EXERCISE DIRECTIONS – Check every line below for the word "String" and copy each one that has it.

RECORDS FOR THE EXERCISE –
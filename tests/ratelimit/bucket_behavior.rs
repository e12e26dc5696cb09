//! Token bucket behavior across the operations the tiers rely on.

use linebot_ratelimit::{TokenBucket, WaitError};
use std::sync::Arc;
use std::time::{Duration, Instant};

#[test]
fn burst_is_bounded_by_capacity() {
    let bucket = TokenBucket::new(10, 0.0);
    let mut granted = 0;
    for _ in 0..100 {
        if bucket.allow() {
            granted += 1;
        }
    }
    assert_eq!(granted, 10);
}

#[test]
fn fractional_refill_accumulates() {
    // 0.2 tokens/sec: a single token takes five seconds, so right after
    // spending the burst nothing is available.
    let bucket = TokenBucket::new(2, 0.2);
    assert!(bucket.allow());
    assert!(bucket.allow());
    assert!(!bucket.allow());
    assert!(bucket.available() < 1.0);
}

#[test]
fn is_full_tracks_idle_refill() {
    let bucket = TokenBucket::new(1, 100.0);
    assert!(bucket.is_full());
    assert!(bucket.allow());
    assert!(!bucket.is_full());
    std::thread::sleep(Duration::from_millis(30));
    assert!(bucket.is_full());
}

#[tokio::test]
async fn concurrent_allow_never_overspends() {
    let bucket = Arc::new(TokenBucket::new(50, 0.0));
    let mut tasks = Vec::new();
    for _ in 0..8 {
        let bucket = Arc::clone(&bucket);
        tasks.push(tokio::spawn(async move {
            let mut granted = 0u32;
            for _ in 0..25 {
                if bucket.allow() {
                    granted += 1;
                }
            }
            granted
        }));
    }

    let mut total = 0;
    for task in tasks {
        total += task.await.unwrap();
    }
    assert_eq!(total, 50);
}

#[tokio::test]
async fn wait_blocks_until_refill_then_grants() {
    let bucket = TokenBucket::new(1, 50.0);
    assert!(bucket.allow());

    let started = Instant::now();
    bucket.wait(None).await.unwrap();
    let waited = started.elapsed();
    assert!(waited >= Duration::from_millis(10), "waited {waited:?}");
    assert!(waited < Duration::from_secs(2), "waited {waited:?}");
}

#[tokio::test]
async fn wait_deadline_on_empty_frozen_bucket() {
    let bucket = TokenBucket::new(1, 0.0);
    assert!(bucket.allow());
    let err = bucket
        .wait(Some(Instant::now() + Duration::from_millis(20)))
        .await
        .unwrap_err();
    assert_eq!(err, WaitError::DeadlineExceeded);
}
//! Request-scoped conversation context.
//!
//! The webhook ingress knows which conversation an event belongs to; the
//! rate limiters deep inside the reply path need that key too. Rather than
//! threading a chat id through every function signature in between, the id
//! rides on a task-local that is set once per processed event and read by
//! whoever needs it.

tokio::task_local! {
    static CHAT_ID: String;
}

/// Runs `fut` with the given chat id attached to the current task.
///
/// Nested scopes shadow the outer id for the duration of the inner future.
pub async fn chat_scope<F>(chat_id: String, fut: F) -> F::Output
where
    F: std::future::Future,
{
    CHAT_ID.scope(chat_id, fut).await
}

/// Returns the chat id attached to the current task, if any.
///
/// Outside a [`chat_scope`] this returns `None`; callers treat that as the
/// anonymous conversation and fall back to their own defaults.
pub fn current_chat_id() -> Option<String> {
    CHAT_ID.try_with(|id| id.clone()).ok()
}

ANSWER FOR THE TASK –
    static CHAT_ID: String;
pub async fn chat_scope<F>(chat_id: String, fut: F) -> F::Output
pub fn current_chat_id() -> Option<String> {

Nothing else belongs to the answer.